Maersk’s plan for the division, which is broadly defined as cargo that cannot be transported in a standard container, is in many ways similar to the plan governing Maersk’s overall strategy. Maersk will sit on a larger share of the project cargo value chain, as is the case in the container division, in which Damco and Maersk Line have been cobbled together under Maersk.
Breakbulk News has asked around and it seems that first of all this is nothing new as other liners have done, or are doing the same. We see project freight forwarders becoming a liner and liners becoming project forwarders. Many of the forwarders we have spoken have taken Maersk of their list of potential liner service for their customer’s project cargo as they have now become a competitor.
Specialty or project cargo is more than just shipping from point A to B and takes project management and trangineering skills that is not to be found at liners. They see large profits but do not take the extra liabilities in consideration, one of the interviewed project logistics companies told us.
As a point of departure, the majority of customers are demanding broader solutions than just ocean transport. Previously, we moved customer cargo from port to port, and then there were others which took over from there. However, customers are increasingly interested in buying a broader solution,” says Kristian Lund Knudsen, Director and Global Head of Special and Dangerous Cargo Solutions in Maersk.
Previously, we moved customer cargo from port to port, and then there were others which took over from there. However, customers are increasingly interested in buying a broader solution.
Maersk says that the carrier will not own the lorries required to transport, for example, a turbine blade. However, while Maersk has primarily operated within sea freight, the ambition to offer customers more links in the value chain by, for example, moving containers to a lorry and on to the final destination.
“There can be huge differences between specialty cargoes, so it is not as though we can offer everything to everyone, but we want to find the customers demanding specific solutions and develop solutions together with them so we can repeat it with other customers where the need arises,” says Lund Knudsen, adding that Maersk currently has a relatively developed setup in North America on that front.
Growing twice as fast
In recent years, container and bulk carriers have secured growing volumes of project cargo, which specialty vessels within the multipurpose, break bulk and heavy lift sector have historically controlled.
The missed freight volumes have been reflected in, for example, reports from owners and operators of special ships as container carriers have increasingly entered the market.

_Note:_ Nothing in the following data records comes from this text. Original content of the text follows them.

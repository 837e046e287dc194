//! Integration test harness.
//!
//! Compiles the scenario modules under `integration/` into a single test
//! binary sharing one copy of the helpers.

mod helpers;

mod account_test;
mod auth_test;
mod job_test;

Most recently, German carrier Hansa Heavy had to give up after several years of economic challenges.
Specialty cargo grows significantly faster than the dry container market this also applies to Maersk’s Ocean segment. We want to grow related services on the onshore side even faster.
According to Lund Knudsen, traditional players are still sitting on a larger share of the project cargo market. Looking exclusively at the competition for project cargo between container carriers, Maersk has a market share which is “slightly higher” than the carrier’s general market share, which was previously at 19 percent, says Lund Knudsen.
“Our market share is in strong growth and relative to our global integrator visions we can offer customers a something which has not been on the market before. We can take over more of the task on the onshore side and turn it into an even more effective solution,” he says.
Maersk has not published specific report figures for the business division, but Lund Knudsen reveals that project cargo only makes up a small part of the total business. Meanwhile, according to Lund Knudsen, this is “a very profitable part of the business, which is fast-growing.”
Offer within four hours
Part of strategy is also an increased focus on digitalization.
First of all, it is about reducing the time from when a customer requests an offer on transport of special cargo until the customer receives the offer. Previously, Maersk took approximately one day to return with an offer, but today the carrier is down to six hours.
“Our ambition is to get under four hours,” says Lund Knudsen, adding that the complexity of project cargo means that it is close to impossible to compete with equivalent response times on regular container freight.
Maersk’s head office for project cargo is located in Copenhagen, where Lund Knudsen also sits. Besides this, Maersk has three regional offices in Shanghai, Dubai, Hamburg and one in the US which is split between New Jersey and Texas.